Spin delocalization in electron-rich iron(III) piano-stool σ-acetylides.: An experimental (NMR) and theoretical (DFT) investigation

Several paramagnetic electron-rich Fe(III) mononuclear arylacetylide complexes of formula [(eta(2)-dppe)(eta(5)-C5Me5)Fe(CC-Ar)](+) in which Ar represents a functional aryl group were studied by means of multinuclear NMR. All signals detected for the various nuclei were assigned. Hyperfine coupling constants for selected nuclei of the arylacetylide ligand were derived from H-1 or F-19 NMR contact shifts. These NMR data are diagnostic of a metal-centered unpaired electron partly residing in a pi molecular orbital on the arylacetylide ligand, in line with DFT computations.
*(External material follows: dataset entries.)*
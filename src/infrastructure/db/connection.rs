use sqlx::sqlite::{
    SqliteConnectOptions, SqliteJournalMode, SqlitePool, SqlitePoolOptions, SqliteSynchronous,
};
use std::path::Path;
use std::str::FromStr;
use std::time::Duration;

use crate::domain::error::{AppError, Result};

const SCHEMA: &str = include_str!("../../../resources/schema.sql");

const SCHEMA_VERSION: i32 = 1;

/// Open (creating if missing) the analytics database and ensure the schema
/// is applied. Schema versioning uses PRAGMA user_version; a database newer
/// than this binary expects fails fast.
pub async fn init_db(db_path: &Path) -> Result<SqlitePool> {
    let pool = connect_pool(db_path).await?;

    let version = read_user_version(&pool).await?;
    if version > SCHEMA_VERSION {
        return Err(AppError::DatabaseError(format!(
            "Database schema too new: db user_version={} > supported_version={}",
            version, SCHEMA_VERSION
        )));
    }

    apply_schema(&pool).await?;
    set_user_version(&pool, SCHEMA_VERSION).await?;

    sqlx::query("SELECT 1")
        .execute(&pool)
        .await
        .map_err(|e| AppError::DatabaseError(format!("Database health check failed: {e}")))?;

    Ok(pool)
}

pub async fn connect_pool(db_path: &Path) -> Result<SqlitePool> {
    let db_url = db_path_to_url(db_path)?;
    let options = SqliteConnectOptions::from_str(&db_url)
        .map_err(|e| AppError::DatabaseError(format!("Failed to parse database URL: {e}")))?
        .create_if_missing(true)
        .journal_mode(SqliteJournalMode::Wal)
        .synchronous(SqliteSynchronous::Normal)
        .busy_timeout(Duration::from_secs(5));

    SqlitePoolOptions::new()
        .max_connections(4)
        .acquire_timeout(Duration::from_secs(5))
        .connect_with(options)
        .await
        .map_err(|e| AppError::DatabaseError(format!("Failed to connect to database: {e}")))
}

/// Apply the bundled schema additively (CREATE IF NOT EXISTS throughout).
pub async fn apply_schema(pool: &SqlitePool) -> Result<()> {
    for stmt in split_sql_statements(SCHEMA) {
        let sql = stmt.trim();
        if sql.is_empty() {
            continue;
        }
        sqlx::query(sql)
            .execute(pool)
            .await
            .map_err(|e| AppError::DatabaseError(format!("Failed to apply schema statement: {e}")))?;
    }
    Ok(())
}

fn db_path_to_url(db_path: &Path) -> Result<String> {
    let db_path_str = db_path
        .to_str()
        .ok_or_else(|| AppError::DatabaseError("Database path is not valid UTF-8".to_string()))?;
    Ok(format!("sqlite://{}", db_path_str.replace('\\', "/")))
}

async fn read_user_version(pool: &SqlitePool) -> Result<i32> {
    sqlx::query_scalar("PRAGMA user_version")
        .fetch_one(pool)
        .await
        .map_err(|e| AppError::DatabaseError(format!("Failed to read PRAGMA user_version: {e}")))
}

async fn set_user_version(pool: &SqlitePool, version: i32) -> Result<()> {
    let sql = format!("PRAGMA user_version = {}", version);
    sqlx::query(&sql)
        .execute(pool)
        .await
        .map_err(|e| AppError::DatabaseError(format!("Failed to set PRAGMA user_version: {e}")))?;
    Ok(())
}

/// Split schema SQL on semicolons, ignoring semicolons inside quotes and
/// line comments. The schema has no triggers, so no block tracking needed.
fn split_sql_statements(sql: &str) -> Vec<String> {
    let mut out = Vec::new();
    let mut buf = String::new();

    let mut in_single = false;
    let mut in_double = false;
    let mut in_line_comment = false;

    let mut chars = sql.chars().peekable();
    while let Some(c) = chars.next() {
        if in_line_comment {
            buf.push(c);
            if c == '\n' {
                in_line_comment = false;
            }
            continue;
        }

        if !in_single && !in_double && c == '-' && chars.peek() == Some(&'-') {
            buf.push(c);
            in_line_comment = true;
            continue;
        }

        if c == '\'' && !in_double {
            in_single = !in_single;
        } else if c == '"' && !in_single {
            in_double = !in_double;
        }

        if c == ';' && !in_single && !in_double {
            buf.push(c);
            out.push(buf.clone());
            buf.clear();
            continue;
        }

        buf.push(c);
    }

    if !buf.trim().is_empty() {
        out.push(buf);
    }

    out
}

#[cfg(test)]
mod tests {
    use super::*;

    #[test]
    fn splits_statements_outside_quotes() {
        let sql = "CREATE TABLE t (a TEXT DEFAULT 'x;y');\n-- comment; still comment\nCREATE INDEX i ON t(a);";
        let stmts = split_sql_statements(sql);
        assert_eq!(stmts.len(), 2);
        assert!(stmts[0].contains("'x;y'"));
        assert!(stmts[1].contains("CREATE INDEX"));
    }

    #[test]
    fn bundled_schema_has_table_view_and_indexes() {
        let stmts = split_sql_statements(SCHEMA);
        let joined = stmts.join(" ");
        assert!(joined.contains("CREATE TABLE IF NOT EXISTS orders"));
        assert!(joined.contains("CREATE VIEW IF NOT EXISTS order_summary"));
        assert!(joined.contains("idx_orders_year_month"));
    }
}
We show here that the H-1 NMR paramagnetic shifts of the ortho (H-1) and meta (H-2) arylacetylide protons convey decisive information on the charge distribution in the aryl ring. Estimates of the relaxation rates of the unpaired electron were also derived from half-widths of the H-1 NMR signals. Finally, line-broadening studies of Fe(II)/Fe(III) mixtures allowed extracting the self-exchange rates for several redox couples among these complexes. The self-exchange rates appear slightly substituent dependent and are apparently larger for compounds with electron-withdrawing substituents on the aryl ring. Reorganization energies of ca. 4000 cm(-1) could be derived for these outer-sphere electron-transfer processes.